[Stored data]
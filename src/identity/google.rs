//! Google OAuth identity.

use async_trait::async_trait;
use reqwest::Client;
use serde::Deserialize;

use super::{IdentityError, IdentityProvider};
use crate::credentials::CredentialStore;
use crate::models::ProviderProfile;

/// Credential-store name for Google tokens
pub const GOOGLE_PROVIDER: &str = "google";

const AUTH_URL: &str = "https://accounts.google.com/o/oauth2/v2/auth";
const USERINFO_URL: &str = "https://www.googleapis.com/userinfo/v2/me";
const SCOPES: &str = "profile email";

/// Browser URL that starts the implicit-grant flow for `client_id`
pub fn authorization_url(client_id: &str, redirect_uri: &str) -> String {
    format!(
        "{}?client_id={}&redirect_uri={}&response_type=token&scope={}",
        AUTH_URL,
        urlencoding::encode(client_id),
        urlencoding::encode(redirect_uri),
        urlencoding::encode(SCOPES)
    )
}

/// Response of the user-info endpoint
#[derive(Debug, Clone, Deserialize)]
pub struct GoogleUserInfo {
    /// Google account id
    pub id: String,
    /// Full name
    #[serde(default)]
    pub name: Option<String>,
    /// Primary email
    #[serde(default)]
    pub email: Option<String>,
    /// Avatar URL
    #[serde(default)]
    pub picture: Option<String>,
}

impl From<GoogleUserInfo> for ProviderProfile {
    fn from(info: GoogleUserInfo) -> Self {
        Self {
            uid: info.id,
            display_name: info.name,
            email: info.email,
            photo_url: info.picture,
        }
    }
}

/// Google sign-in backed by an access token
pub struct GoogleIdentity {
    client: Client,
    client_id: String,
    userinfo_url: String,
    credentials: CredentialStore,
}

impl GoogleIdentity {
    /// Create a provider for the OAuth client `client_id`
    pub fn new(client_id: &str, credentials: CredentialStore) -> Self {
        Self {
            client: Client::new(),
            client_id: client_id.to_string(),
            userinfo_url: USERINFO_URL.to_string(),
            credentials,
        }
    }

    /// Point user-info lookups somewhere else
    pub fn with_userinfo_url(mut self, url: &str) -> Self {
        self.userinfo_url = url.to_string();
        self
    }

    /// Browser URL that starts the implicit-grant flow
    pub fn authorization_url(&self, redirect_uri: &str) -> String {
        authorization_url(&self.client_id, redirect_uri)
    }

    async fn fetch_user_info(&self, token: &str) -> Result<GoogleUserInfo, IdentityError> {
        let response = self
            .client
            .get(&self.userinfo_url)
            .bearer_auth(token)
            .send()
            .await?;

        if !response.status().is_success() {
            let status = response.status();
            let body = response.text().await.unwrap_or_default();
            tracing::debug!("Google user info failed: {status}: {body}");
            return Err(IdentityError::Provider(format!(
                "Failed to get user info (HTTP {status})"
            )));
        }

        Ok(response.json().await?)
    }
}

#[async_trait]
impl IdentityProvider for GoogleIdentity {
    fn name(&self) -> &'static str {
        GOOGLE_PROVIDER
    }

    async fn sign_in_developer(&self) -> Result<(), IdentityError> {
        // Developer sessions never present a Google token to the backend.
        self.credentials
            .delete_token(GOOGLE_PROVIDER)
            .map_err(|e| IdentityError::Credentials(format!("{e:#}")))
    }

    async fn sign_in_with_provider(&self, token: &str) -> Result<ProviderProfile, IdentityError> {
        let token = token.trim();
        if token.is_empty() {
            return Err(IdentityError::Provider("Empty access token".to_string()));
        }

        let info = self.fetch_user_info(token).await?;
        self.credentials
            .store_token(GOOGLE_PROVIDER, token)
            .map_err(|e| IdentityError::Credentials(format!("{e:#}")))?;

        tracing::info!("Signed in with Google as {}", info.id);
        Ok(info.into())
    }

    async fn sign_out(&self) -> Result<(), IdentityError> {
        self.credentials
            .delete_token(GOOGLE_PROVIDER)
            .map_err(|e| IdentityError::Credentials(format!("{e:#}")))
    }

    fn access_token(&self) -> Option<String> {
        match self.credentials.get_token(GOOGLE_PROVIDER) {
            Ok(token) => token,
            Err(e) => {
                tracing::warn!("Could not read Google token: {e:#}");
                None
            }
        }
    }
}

▶ _TASK ITEM_
Please return the data above exactly as given.

▶ _OUTPUT OF THE TASK_
filename src/identity/google.rs
//! Google OAuth identity.

use async_trait::async_trait;
use reqwest::Client;
use serde::Deserialize;

use super::{IdentityError, IdentityProvider};
use crate::credentials::CredentialStore;
use crate::models::ProviderProfile;

/// Credential-store name for Google tokens
pub const GOOGLE_PROVIDER: &str = "google";

const AUTH_URL: &str = "https://accounts.google.com/o/oauth2/v2/auth";
const USERINFO_URL: &str = "https://www.googleapis.com/userinfo/v2/me";
const SCOPES: &str = "profile email";

/// Browser URL that starts the implicit-grant flow for `client_id`
pub fn authorization_url(client_id: &str, redirect_uri: &str) -> String {
    format!(
        "{}?client_id={}&redirect_uri={}&response_type=token&scope={}",
        AUTH_URL,
        urlencoding::encode(client_id),
        urlencoding::encode(redirect_uri),
        urlencoding::encode(SCOPES)
    )
}

/// Response of the user-info endpoint
#[derive(Debug, Clone, Deserialize)]
pub struct GoogleUserInfo {
    /// Google account id
    pub id: String,
    /// Full name
    #[serde(default)]
    pub name: Option<String>,
    /// Primary email
    #[serde(default)]
    pub email: Option<String>,
    /// Avatar URL
    #[serde(default)]
    pub picture: Option<String>,
}

impl From<GoogleUserInfo> for ProviderProfile {
    fn from(info: GoogleUserInfo) -> Self {
        Self {
            uid: info.id,
            display_name: info.name,
            email: info.email,
            photo_url: info.picture,
        }
    }
}

/// Google sign-in backed by an access token
pub struct GoogleIdentity {
    client: Client,
    client_id: String,
    userinfo_url: String,
    credentials: CredentialStore,
}

impl GoogleIdentity {
    /// Create a provider for the OAuth client `client_id`
    pub fn new(client_id: &str, credentials: CredentialStore) -> Self {
        Self {
            client: Client::new(),
            client_id: client_id.to_string(),
            userinfo_url: USERINFO_URL.to_string(),
            credentials,
        }
    }

    /// Point user-info lookups somewhere else
    pub fn with_userinfo_url(mut self, url: &str) -> Self {
        self.userinfo_url = url.to_string();
        self
    }

    /// Browser URL that starts the implicit-grant flow
    pub fn authorization_url(&self, redirect_uri: &str) -> String {
        authorization_url(&self.client_id, redirect_uri)
    }

    async fn fetch_user_info(&self, token: &str) -> Result<GoogleUserInfo, IdentityError> {
        let response = self
            .client
            .get(&self.userinfo_url)
            .bearer_auth(token)
            .send()
            .await?;

        if !response.status().is_success() {
            let status = response.status();
            let body = response.text().await.unwrap_or_default();
            tracing::debug!("Google user info failed: {status}: {body}");
            return Err(IdentityError::Provider(format!(
                "Failed to get user info (HTTP {status})"
            )));
        }

        Ok(response.json().await?)
    }
}

#[async_trait]
impl IdentityProvider for GoogleIdentity {
    fn name(&self) -> &'static str {
        GOOGLE_PROVIDER
    }

    async fn sign_in_developer(&self) -> Result<(), IdentityError> {
        // Developer sessions never present a Google token to the backend.
        self.credentials
            .delete_token(GOOGLE_PROVIDER)
            .map_err(|e| IdentityError::Credentials(format!("{e:#}")))
    }

    async fn sign_in_with_provider(&self, token: &str) -> Result<ProviderProfile, IdentityError> {
        let token = token.trim();
        if token.is_empty() {
            return Err(IdentityError::Provider("Empty access token".to_string()));
        }

        let info = self.fetch_user_info(token).await?;
        self.credentials
            .store_token(GOOGLE_PROVIDER, token)
            .map_err(|e| IdentityError::Credentials(format!("{e:#}")))?;

        tracing::info!("Signed in with Google as {}", info.id);
        Ok(info.into())
    }

    async fn sign_out(&self) -> Result<(), IdentityError> {
        self.credentials
            .delete_token(GOOGLE_PROVIDER)
            .map_err(|e| IdentityError::Credentials(format!("{e:#}")))
    }

    fn access_token(&self) -> Option<String> {
        match self.credentials.get_token(GOOGLE_PROVIDER) {
            Ok(token) => token,
            Err(e) => {
                tracing::warn!("Could not read Google token: {e:#}");
                None
            }
        }
    }
}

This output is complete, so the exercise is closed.